Saturday, June 9, 2012

Reaching Back for Century 21

Traces of that retro-'60s style can still be found here and there, if you know where to look. Seattle Center, home of the Space Needle and site of the Century 21 Exposition, the 1962 World's Fair, is a good place to start. Until October it's the home base of Next Fifty, marking the fiftieth anniversary of Seattle's fair and looking toward the future in much the same way they did in those bright-eyed days just before the Cuban Missile Crisis - an era so innocent that the fair's midway was called the "Gayway."

At least, that's the impression it's easy to pick up from the documentary evidence; the sort of things that don't draw attention to how unpleasant it was to be gay, or a minority, or a woman, or in any way not hewing to the orthodox heterosexual white male norm of 1962. Sometimes that sort of thing comes through unintentionally, like the unbelievably goddamn racist "Chief Screaming Chicken" on the 1960s Batman series. The culture of the early 1960s is not something to be defended. The style, on the other hand, the manner it presented itself and the way it looked at the world - even today, those are infectious. Looking over the anniversary displays on the Space Needle's observation level and in the temporary museum by the fountain, I felt twinges of emotion, of longing. Longing for a piece of the future world that they were so sure was coming, a future world that had dodged its Cold War bullets and, through the power of progress, would become peaceful, grander, richer, wiser... better than the one that had come before.
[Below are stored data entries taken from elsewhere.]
//! Hash and signature-verification adapters over ring

use ring::digest;
use ring::signature::{self, UnparsedPublicKey};

use crate::errors::RevocationError;

// Signature algorithm OIDs accepted for CRL and OCSP signatures
const OID_SHA1_WITH_RSA: &str = "1.2.840.113549.1.1.5";
const OID_SHA256_WITH_RSA: &str = "1.2.840.113549.1.1.11";
const OID_SHA384_WITH_RSA: &str = "1.2.840.113549.1.1.12";
const OID_SHA512_WITH_RSA: &str = "1.2.840.113549.1.1.13";
const OID_ECDSA_WITH_SHA256: &str = "1.2.840.10045.4.3.2";
const OID_ECDSA_WITH_SHA384: &str = "1.2.840.10045.4.3.3";
const OID_ED25519: &str = "1.3.101.112";

/// Hash algorithm used when constructing OCSP CertIDs
#[derive(Debug, Clone, Copy, PartialEq, Eq, Hash)]
pub enum HashAlg {
    Sha1,
    Sha256,
}

impl HashAlg {
    /// Digest `data`, returning the raw hash bytes
    pub fn digest(&self, data: &[u8]) -> Vec<u8> {
        let alg = match self {
            HashAlg::Sha1 => &digest::SHA1_FOR_LEGACY_USE_ONLY,
            HashAlg::Sha256 => &digest::SHA256,
        };
        digest::digest(alg, data).as_ref().to_vec()
    }

    /// Dotted OID of the algorithm as used in AlgorithmIdentifier
    pub fn oid(&self) -> &'static str {
        match self {
            HashAlg::Sha1 => "1.3.14.3.2.26",
            HashAlg::Sha256 => "2.16.840.1.101.3.4.2.1",
        }
    }

    /// Map an AlgorithmIdentifier OID back to a known hash algorithm
    pub fn from_oid(oid: &str) -> Option<Self> {
        match oid {
            "1.3.14.3.2.26" => Some(HashAlg::Sha1),
            "2.16.840.1.101.3.4.2.1" => Some(HashAlg::Sha256),
            _ => None,
        }
    }
}

/// Pure signature verification interface consumed by the CRL validator and
/// OCSP client. `public_key_bits` is the raw `subjectPublicKey` BIT STRING
/// contents of the signer, `sig_alg_oid` the dotted signatureAlgorithm OID.
pub trait SignatureVerifier: Send + Sync {
    fn verify(
        &self,
        sig_alg_oid: &str,
        message: &[u8],
        sig: &[u8],
        public_key_bits: &[u8],
    ) -> Result<(), RevocationError>;
}

/// ring-backed verifier covering the RSA PKCS#1, ECDSA, and Ed25519
/// algorithms that appear on CRLs and OCSP responses in practice
#[derive(Debug, Default, Clone, Copy)]
pub struct RingVerifier;

impl RingVerifier {
    fn algorithm(oid: &str) -> Option<&'static dyn signature::VerificationAlgorithm> {
        match oid {
            OID_SHA1_WITH_RSA => Some(&signature::RSA_PKCS1_1024_8192_SHA1_FOR_LEGACY_USE_ONLY),
            OID_SHA256_WITH_RSA => Some(&signature::RSA_PKCS1_2048_8192_SHA256),
            OID_SHA384_WITH_RSA => Some(&signature::RSA_PKCS1_2048_8192_SHA384),
            OID_SHA512_WITH_RSA => Some(&signature::RSA_PKCS1_2048_8192_SHA512),
            OID_ECDSA_WITH_SHA256 => Some(&signature::ECDSA_P256_SHA256_ASN1),
            OID_ECDSA_WITH_SHA384 => Some(&signature::ECDSA_P384_SHA384_ASN1),
            OID_ED25519 => Some(&signature::ED25519),
            _ => None,
        }
    }
}

impl SignatureVerifier for RingVerifier {
    fn verify(
        &self,
        sig_alg_oid: &str,
        message: &[u8],
        sig: &[u8],
        public_key_bits: &[u8],
    ) -> Result<(), RevocationError> {
        let alg = Self::algorithm(sig_alg_oid).ok_or_else(|| {
            RevocationError::Protocol(format!("unsupported signature algorithm: {sig_alg_oid}"))
        })?;
        UnparsedPublicKey::new(alg, public_key_bits)
            .verify(message, sig)
            .map_err(|_| RevocationError::Protocol("signature verification failed".to_string()))
    }
}

#[cfg(test)]
mod tests {
    use super::*;

    #[test]
    fn sha256_digest_length() {
        assert_eq!(HashAlg::Sha256.digest(b"abc").len(), 32);
        assert_eq!(HashAlg::Sha1.digest(b"abc").len(), 20);
    }

    #[test]
    fn oid_round_trip() {
        for alg in [HashAlg::Sha1, HashAlg::Sha256] {
            assert_eq!(HashAlg::from_oid(alg.oid()), Some(alg));
        }
        assert_eq!(HashAlg::from_oid("1.2.3.4"), None);
    }

    #[test]
    fn unknown_signature_algorithm_rejected() {
        let err = RingVerifier
            .verify("1.2.3.4", b"msg", b"sig", b"key")
            .unwrap_err();
        assert!(matches!(err, RevocationError::Protocol(_)));
    }
}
It's not a regret for scientific advances that didn't come, that the look of our present doesn't accord with their future. That's just semantics. When it comes to forecasting like that, it frequently ends up that things are either realized in forms other than the ones that were expected, or turned out to be too expensive or valueless to expend effort on - the Century 21 Exposition did not, I imagine, see the globally networked, always-on communications of our actual 21st century coming; likewise the sort of problems we face today.

It's exactly those problems which fuels that longing.
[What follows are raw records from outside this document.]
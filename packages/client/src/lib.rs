//! # revoq client
//!
//! Policy-driven TLS certificate revocation checking. The engine decides
//! whether an end-entity certificate, issued by a given CA certificate, is
//! currently revoked by driving two independent sources — CRL and OCSP —
//! and resolving their verdicts under a configurable failure policy.
//!
//! - **CRL pipeline**: fetch from distribution points, parse PEM/DER,
//!   cache per issuer with an LRU bound, enforce CRL Number monotonicity,
//!   verify the signature over the exact tbsCertList bytes.
//! - **OCSP client**: CertID construction, nonce handling, response
//!   matching, freshness windows with clock-skew tolerance, per-CertID
//!   response caching.
//! - **Decision engine**: a closed policy set from `Disabled` through
//!   `HardFail` combining both sources into one verdict plus a structured
//!   per-check report.

#![deny(unsafe_code)]
#![warn(clippy::all)]

pub mod cert;
pub mod config;
pub mod crl;
pub mod crypto;
pub mod engine;
pub mod errors;
pub mod fetch;
pub mod ocsp;
pub mod report;

mod der_span;

pub use cert::ParsedCertificate;
pub use config::RevocationConfig;
pub use crl::{Crl, CrlCache, CrlEntry, CrlUpdater, CrlValidator, ReasonCode};
pub use engine::{RevocationEngine, RevocationPolicy, RevocationStats};
pub use errors::RevocationError;
pub use ocsp::{CertIdDigest, OcspClient, OcspRequestBuilder, ParsedOcspResponse};
pub use report::{CheckReport, MethodDisposition, RevocationMethod, SourceVerdict};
The Space Needle is one of the most enduring reminders of that retro '60s style.

In 1962, people wanted to believe that the future was bright and wide-open. The Second World War had, after all, ended only seventeen years before - closer than the end of the Cold War is to us. Fifty years later, well... I don't exactly need shades, you know? The whole "welcome to the future" optimism that accompanied the turning of the millennium was dealt a rather thorough body blow by the collapse of the dot-com economy, the war on terror, and the ongoing global financial crisis. In 2012, no matter where you look it seems like things are getting worse, and the road ahead is pitch black.

Granted, issues like "is the euro going to fail" pale in comparison to "are they going to push the button" - nevertheless... it's easy to know what would happen in the latter case. One of the things that make modern problems difficult to tackle is that we don't know how the dice will fall; not only that, but there are plenty of people who have an interest in making sure they fall a specific way. Not at all like the threat of a nuclear exchange, where actually causing the Third World War would not have been in anyone's best interest.

Besides that, I think one source of this longing could be for a sense of nostalgia for those times - but only in the context of imagining a time when our options hadn't narrowed quite so much. You can see it in the United States, with the Republican Party digging in its heels; in Canada, with Stephen Harper's Conservatives taking actions that would never have been seriously considered twenty years ago - it seems like in the absence of a great external enemy to focus our attentions against, the battle lines have been drawn within our own societies and that we're riding a runaway freight train to the future.

But there's only that road ahead, no matter how narrow it may be.